The kitchens are dark and sooty apartments, full of a heavy atmosphere, and the pungent smell of garlic and cooking fat; but lofty rooms with heavy rafters made from palm-tree trunks are to be found in many of the houses, timber being so plentiful that even the jerry-builders of the country have no temptation to substitute two-by-three joists and rafters. The majority of the houses boast of broad piazzas with heavy pillars and shady upper galleries, which recall the styles of Morocco and Algiers.

The newer buildings in the town, however, display evidence that the modern utilitarian craze for cheapness, with its almost inevitable nastiness, has spread to Paraguay.

They are flimsy and cheaply ornate, with thinner walls and more hastily contrived and executed doors and windows, the woodwork of which is a sad departure from the ideals inculcated by the stern Francia, whose passion for thoroughness in all things called forth the enthusiastic praise of the “philosopher of Chelsea.”

The Dictator of Paraguay permitted no citizen to slur or scamp his work, but demanded the best from every man, exacting a high standard of workmanship, and enforcing the same by the erection of that extraordinary institution known as the “workman’s gallows,” which promptly ended the career of negligent and deceitful craftsmen. All the windows, too, of the older houses in this strange city have heavier iron bars than those commonly found in Spanish dwellings, and this also may be the result of the stern Dictator’s decrees.

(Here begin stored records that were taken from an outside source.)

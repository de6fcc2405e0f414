use crate::types::{Deal, DealStatus, RATE_DENOMINATOR, SECONDS_PER_YEAR};

/// Calculate the flat settlement payout owed to every investor of a deal
///
/// Formula:
/// payout = target × (rate + 100) × (maturity − freeze_start) / (100 × SECONDS_PER_YEAR)
///
/// The amount does not depend on an investor's own contribution. Division
/// truncates.
///
/// Example:
/// - target: 1,000,000
/// - rate: 5%
/// - term: one year
/// - payout: 1,000,000 × 105 / 100 = 1,050,000
pub fn calculate_payout(
    target: i128,
    interest_rate: u32,
    freeze_start: u64,
    maturity: u64,
) -> Option<i128> {
    let term = maturity.checked_sub(freeze_start)? as i128;
    let factor = (interest_rate as i128).checked_add(RATE_DENOMINATOR)?;
    let denominator = RATE_DENOMINATOR.checked_mul(SECONDS_PER_YEAR as i128)?;

    target
        .checked_mul(factor)?
        .checked_mul(term)?
        .checked_div(denominator)
}

/// Payout for a deal on its own terms, or on collapsed terms once rejected.
pub fn deal_payout(deal: &Deal) -> Option<i128> {
    if deal.status == DealStatus::Rejected {
        return rejected_payout(deal);
    }
    calculate_payout(deal.target, deal.interest_rate, deal.freeze_start, deal.maturity)
}

/// Payout once a rejection collapses the terms (maturity at freeze start, no rate).
///
/// Always zero; kept as a computation so the forfeit path and the unwind path
/// share one formula.
pub fn rejected_payout(deal: &Deal) -> Option<i128> {
    calculate_payout(deal.target, 0, deal.freeze_start, deal.freeze_start)
}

For it was under the auspices of the “Grand Old Man” of Paraguay that most of the city was built. When he took up the reins of government he found Asuncion in disorder, its streets irregular, and its houses built without system or plan. Tropical vegetation ran riot in its roadways, which were unpaved and unworthy of the name. When the visitor to-day feels inclined to criticise adversely the streets and roads of the city as he finds them, he should pause and reflect upon its state a hundred years ago, and bless, even if reluctantly, the name of Francia, who remodelled and paved the town, straightened the crooked ways, and brought about some measure of order.

It has been alleged by the Doctor’s traducers that his real purpose in bringing about so many drastic changes was his own convenience and safety, fearing that the dense thickets that grew throughout and around the city might harbour and conceal designing assassins.

Of the few buildings of any great importance, the cathedral, although large, is dwarfed by a high colonnade which rises up to the roof of the deserted and ill-kept edifice, whose walls are discoloured and faded by the action of rain and sun.

One of the few outstanding features of the place is the huge dome which towers above all the other buildings, but the visitor is disappointed when, on closer inspection, he discovers that it is neither old nor new, but merely a monument to the childish and unstable zeal of the tyrant Lopez, who, with a feverish energy, undertook many ambitious building schemes, which, through lack of means or waning enthusiasm, he never completed.